Could you show all lines in the entries below that contain the string "absorb"?

§ Material supplied
Content starts
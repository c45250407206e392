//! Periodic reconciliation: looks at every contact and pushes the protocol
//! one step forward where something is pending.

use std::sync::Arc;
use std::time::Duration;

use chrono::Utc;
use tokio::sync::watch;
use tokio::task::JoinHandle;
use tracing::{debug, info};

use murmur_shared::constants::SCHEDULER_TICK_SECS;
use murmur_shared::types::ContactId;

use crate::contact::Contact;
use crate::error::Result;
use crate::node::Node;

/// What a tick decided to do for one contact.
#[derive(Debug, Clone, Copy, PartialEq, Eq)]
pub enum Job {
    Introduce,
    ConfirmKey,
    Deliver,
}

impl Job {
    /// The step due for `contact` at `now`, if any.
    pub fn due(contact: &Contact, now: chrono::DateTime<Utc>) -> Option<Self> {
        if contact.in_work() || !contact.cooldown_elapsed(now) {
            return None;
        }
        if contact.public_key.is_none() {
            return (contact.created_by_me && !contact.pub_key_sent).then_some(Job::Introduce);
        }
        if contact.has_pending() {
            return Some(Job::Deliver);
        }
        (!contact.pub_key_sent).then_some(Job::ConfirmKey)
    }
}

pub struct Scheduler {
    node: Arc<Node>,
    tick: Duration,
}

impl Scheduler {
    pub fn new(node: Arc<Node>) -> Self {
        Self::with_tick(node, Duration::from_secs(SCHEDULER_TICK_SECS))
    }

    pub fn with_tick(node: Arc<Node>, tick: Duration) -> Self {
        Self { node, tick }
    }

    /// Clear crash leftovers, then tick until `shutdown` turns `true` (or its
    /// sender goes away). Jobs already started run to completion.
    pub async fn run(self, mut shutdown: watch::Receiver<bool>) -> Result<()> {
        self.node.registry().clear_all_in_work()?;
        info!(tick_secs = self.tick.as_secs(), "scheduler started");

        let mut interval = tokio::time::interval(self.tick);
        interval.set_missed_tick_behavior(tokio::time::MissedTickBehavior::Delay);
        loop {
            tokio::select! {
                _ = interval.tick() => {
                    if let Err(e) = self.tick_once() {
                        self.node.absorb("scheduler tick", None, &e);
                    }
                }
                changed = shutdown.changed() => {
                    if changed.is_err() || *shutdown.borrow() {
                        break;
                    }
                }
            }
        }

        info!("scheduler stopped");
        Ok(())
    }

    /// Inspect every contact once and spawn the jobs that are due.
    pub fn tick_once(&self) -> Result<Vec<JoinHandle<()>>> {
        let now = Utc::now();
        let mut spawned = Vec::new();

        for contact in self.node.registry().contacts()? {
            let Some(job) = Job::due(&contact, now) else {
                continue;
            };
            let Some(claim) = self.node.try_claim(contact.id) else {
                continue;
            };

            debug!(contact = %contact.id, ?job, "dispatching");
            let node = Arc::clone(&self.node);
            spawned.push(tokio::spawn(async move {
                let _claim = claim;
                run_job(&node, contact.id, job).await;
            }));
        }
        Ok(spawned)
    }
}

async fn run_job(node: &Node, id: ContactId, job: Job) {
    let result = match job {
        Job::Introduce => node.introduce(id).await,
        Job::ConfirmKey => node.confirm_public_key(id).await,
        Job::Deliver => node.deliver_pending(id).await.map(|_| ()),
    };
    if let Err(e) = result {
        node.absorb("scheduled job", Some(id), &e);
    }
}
Content ends
§ Answer for this exercise
                        self.node.absorb("scheduler tick", None, &e);
        node.absorb("scheduled job", Some(id), &e);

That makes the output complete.